** Opening Data supplied block **

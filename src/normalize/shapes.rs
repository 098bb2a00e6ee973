//! Shapes a loosely-typed recipe field can arrive in, and one coercion per shape.
//!
//! Sources disagree on whether a field is a string, a list, an object or a list
//! of objects. Each field is first decoded into one of these untagged unions and
//! then reduced to the canonical form.

use serde::Deserialize;
use serde_json::{Number, Value};

/// A list-valued field (ingredients, instructions).
#[derive(Debug, Deserialize)]
#[serde(untagged)]
pub enum ListShape {
    Text(String),
    Items(Vec<ItemShape>),
    Other(Value),
}

/// One element of a list-valued field.
#[derive(Debug, Deserialize)]
#[serde(untagged)]
pub enum ItemShape {
    Text(String),
    Number(Number),
    Nested(Vec<ItemShape>),
    Object(TextObject),
    Other(Value),
}

/// Object elements such as schema.org `HowToStep` / `HowToSection`.
#[derive(Debug, Deserialize)]
pub struct TextObject {
    text: Option<String>,
    name: Option<String>,
    description: Option<String>,
    #[serde(rename = "itemListElement")]
    item_list_element: Option<Vec<ItemShape>>,
}

/// A field expected to hold a single value (image, yield, author, keywords...).
#[derive(Debug, Deserialize)]
#[serde(untagged)]
pub enum ScalarShape {
    Text(String),
    Number(Number),
    List(Vec<ScalarShape>),
    Object(NamedObject),
    Other(Value),
}

/// Objects standing in for a scalar: `ImageObject`, `Person`, ...
#[derive(Debug, Deserialize)]
pub struct NamedObject {
    name: Option<String>,
    url: Option<String>,
    text: Option<String>,
}

impl ListShape {
    pub fn from_value(value: &Value) -> Self {
        serde_json::from_value(value.clone()).unwrap_or(ListShape::Other(Value::Null))
    }

    /// Reduce to an ordered list of trimmed, non-empty strings.
    ///
    /// A single string is split on newlines; without newlines it stays one element.
    pub fn into_lines(self) -> Vec<String> {
        let lines = match self {
            ListShape::Text(text) => text.lines().map(str::to_string).collect(),
            ListShape::Items(items) => {
                let mut lines = Vec::new();
                for item in items {
                    item.collect_into(&mut lines);
                }
                lines
            }
            ListShape::Other(_) => Vec::new(),
        };

        lines
            .into_iter()
            .map(|line| line.trim().to_string())
            .filter(|line| !line.is_empty())
            .collect()
    }
}

impl ItemShape {
    fn collect_into(self, lines: &mut Vec<String>) {
        match self {
            ItemShape::Text(text) => lines.push(text),
            ItemShape::Number(n) => lines.push(n.to_string()),
            ItemShape::Nested(items) => {
                for item in items {
                    item.collect_into(lines);
                }
            }
            ItemShape::Object(obj) => obj.collect_into(lines),
            ItemShape::Other(_) => lines.push(String::new()),
        }
    }
}

impl TextObject {
    fn collect_into(self, lines: &mut Vec<String>) {
        // Sections carry their steps in itemListElement; the section name is a heading
        if self.text.is_none() {
            if let Some(steps) = self.item_list_element {
                for step in steps {
                    step.collect_into(lines);
                }
                return;
            }
        }
        lines.push(self.into_text());
    }

    /// `text`, then `name`, then `description`, else empty.
    fn into_text(self) -> String {
        self.text
            .or(self.name)
            .or(self.description)
            .unwrap_or_default()
    }
}

impl ScalarShape {
    pub fn from_value(value: &Value) -> Self {
        serde_json::from_value(value.clone()).unwrap_or(ScalarShape::Other(Value::Null))
    }

    /// The first usable value; arrays contribute their first element.
    pub fn first(self) -> Option<String> {
        let text = match self {
            ScalarShape::Text(text) => text,
            ScalarShape::Number(n) => n.to_string(),
            ScalarShape::List(items) => return items.into_iter().next().and_then(Self::first),
            ScalarShape::Object(obj) => obj.url.or(obj.name).or(obj.text)?,
            ScalarShape::Other(_) => return None,
        };
        non_empty(text)
    }

    /// All values joined with `", "`.
    pub fn joined(self) -> Option<String> {
        match self {
            ScalarShape::List(items) => {
                let parts: Vec<String> = items.into_iter().filter_map(Self::joined).collect();
                non_empty(parts.join(", "))
            }
            ScalarShape::Object(obj) => obj.name.or(obj.text).and_then(non_empty),
            other => other.first(),
        }
    }

    /// Person-like values collapse to their name.
    pub fn person_name(self) -> Option<String> {
        match self {
            ScalarShape::Text(text) => non_empty(text),
            ScalarShape::Object(obj) => obj.name.and_then(non_empty),
            ScalarShape::List(items) => {
                let names: Vec<String> = items.into_iter().filter_map(Self::person_name).collect();
                non_empty(names.join(", "))
            }
            ScalarShape::Number(_) | ScalarShape::Other(_) => None,
        }
    }
}

fn non_empty(text: String) -> Option<String> {
    let trimmed = text.trim();
    if trimmed.is_empty() {
        None
    } else {
        Some(trimmed.to_string())
    }
}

** Closing Data supplied block **

• _Directions_
Word for word, restate every record in the listing.

• _Written response_
filename src/normalize/shapes.rs
repository 098bb2a00e6ee973
//! Shapes a loosely-typed recipe field can arrive in, and one coercion per shape.
//!
//! Sources disagree on whether a field is a string, a list, an object or a list
//! of objects. Each field is first decoded into one of these untagged unions and
//! then reduced to the canonical form.

use serde::Deserialize;
use serde_json::{Number, Value};

/// A list-valued field (ingredients, instructions).
#[derive(Debug, Deserialize)]
#[serde(untagged)]
pub enum ListShape {
    Text(String),
    Items(Vec<ItemShape>),
    Other(Value),
}

/// One element of a list-valued field.
#[derive(Debug, Deserialize)]
#[serde(untagged)]
pub enum ItemShape {
    Text(String),
    Number(Number),
    Nested(Vec<ItemShape>),
    Object(TextObject),
    Other(Value),
}

/// Object elements such as schema.org `HowToStep` / `HowToSection`.
#[derive(Debug, Deserialize)]
pub struct TextObject {
    text: Option<String>,
    name: Option<String>,
    description: Option<String>,
    #[serde(rename = "itemListElement")]
    item_list_element: Option<Vec<ItemShape>>,
}

/// A field expected to hold a single value (image, yield, author, keywords...).
#[derive(Debug, Deserialize)]
#[serde(untagged)]
pub enum ScalarShape {
    Text(String),
    Number(Number),
    List(Vec<ScalarShape>),
    Object(NamedObject),
    Other(Value),
}

/// Objects standing in for a scalar: `ImageObject`, `Person`, ...
#[derive(Debug, Deserialize)]
pub struct NamedObject {
    name: Option<String>,
    url: Option<String>,
    text: Option<String>,
}

impl ListShape {
    pub fn from_value(value: &Value) -> Self {
        serde_json::from_value(value.clone()).unwrap_or(ListShape::Other(Value::Null))
    }

    /// Reduce to an ordered list of trimmed, non-empty strings.
    ///
    /// A single string is split on newlines; without newlines it stays one element.
    pub fn into_lines(self) -> Vec<String> {
        let lines = match self {
            ListShape::Text(text) => text.lines().map(str::to_string).collect(),
            ListShape::Items(items) => {
                let mut lines = Vec::new();
                for item in items {
                    item.collect_into(&mut lines);
                }
                lines
            }
            ListShape::Other(_) => Vec::new(),
        };

        lines
            .into_iter()
            .map(|line| line.trim().to_string())
            .filter(|line| !line.is_empty())
            .collect()
    }
}

impl ItemShape {
    fn collect_into(self, lines: &mut Vec<String>) {
        match self {
            ItemShape::Text(text) => lines.push(text),
            ItemShape::Number(n) => lines.push(n.to_string()),
            ItemShape::Nested(items) => {
                for item in items {
                    item.collect_into(lines);
                }
            }
            ItemShape::Object(obj) => obj.collect_into(lines),
            ItemShape::Other(_) => lines.push(String::new()),
        }
    }
}

impl TextObject {
    fn collect_into(self, lines: &mut Vec<String>) {
        // Sections carry their steps in itemListElement; the section name is a heading
        if self.text.is_none() {
            if let Some(steps) = self.item_list_element {
                for step in steps {
                    step.collect_into(lines);
                }
                return;
            }
        }
        lines.push(self.into_text());
    }

    /// `text`, then `name`, then `description`, else empty.
    fn into_text(self) -> String {
        self.text
            .or(self.name)
            .or(self.description)
            .unwrap_or_default()
    }
}

impl ScalarShape {
    pub fn from_value(value: &Value) -> Self {
        serde_json::from_value(value.clone()).unwrap_or(ScalarShape::Other(Value::Null))
    }

    /// The first usable value; arrays contribute their first element.
    pub fn first(self) -> Option<String> {
        let text = match self {
            ScalarShape::Text(text) => text,
            ScalarShape::Number(n) => n.to_string(),
            ScalarShape::List(items) => return items.into_iter().next().and_then(Self::first),
            ScalarShape::Object(obj) => obj.url.or(obj.name).or(obj.text)?,
            ScalarShape::Other(_) => return None,
        };
        non_empty(text)
    }

    /// All values joined with `", "`.
    pub fn joined(self) -> Option<String> {
        match self {
            ScalarShape::List(items) => {
                let parts: Vec<String> = items.into_iter().filter_map(Self::joined).collect();
                non_empty(parts.join(", "))
            }
            ScalarShape::Object(obj) => obj.name.or(obj.text).and_then(non_empty),
            other => other.first(),
        }
    }

    /// Person-like values collapse to their name.
    pub fn person_name(self) -> Option<String> {
        match self {
            ScalarShape::Text(text) => non_empty(text),
            ScalarShape::Object(obj) => obj.name.and_then(non_empty),
            ScalarShape::List(items) => {
                let names: Vec<String> = items.into_iter().filter_map(Self::person_name).collect();
                non_empty(names.join(", "))
            }
            ScalarShape::Number(_) | ScalarShape::Other(_) => None,
        }
    }
}

fn non_empty(text: String) -> Option<String> {
    let trimmed = text.trim();
    if trimmed.is_empty() {
        None
    } else {
        Some(trimmed.to_string())
    }
}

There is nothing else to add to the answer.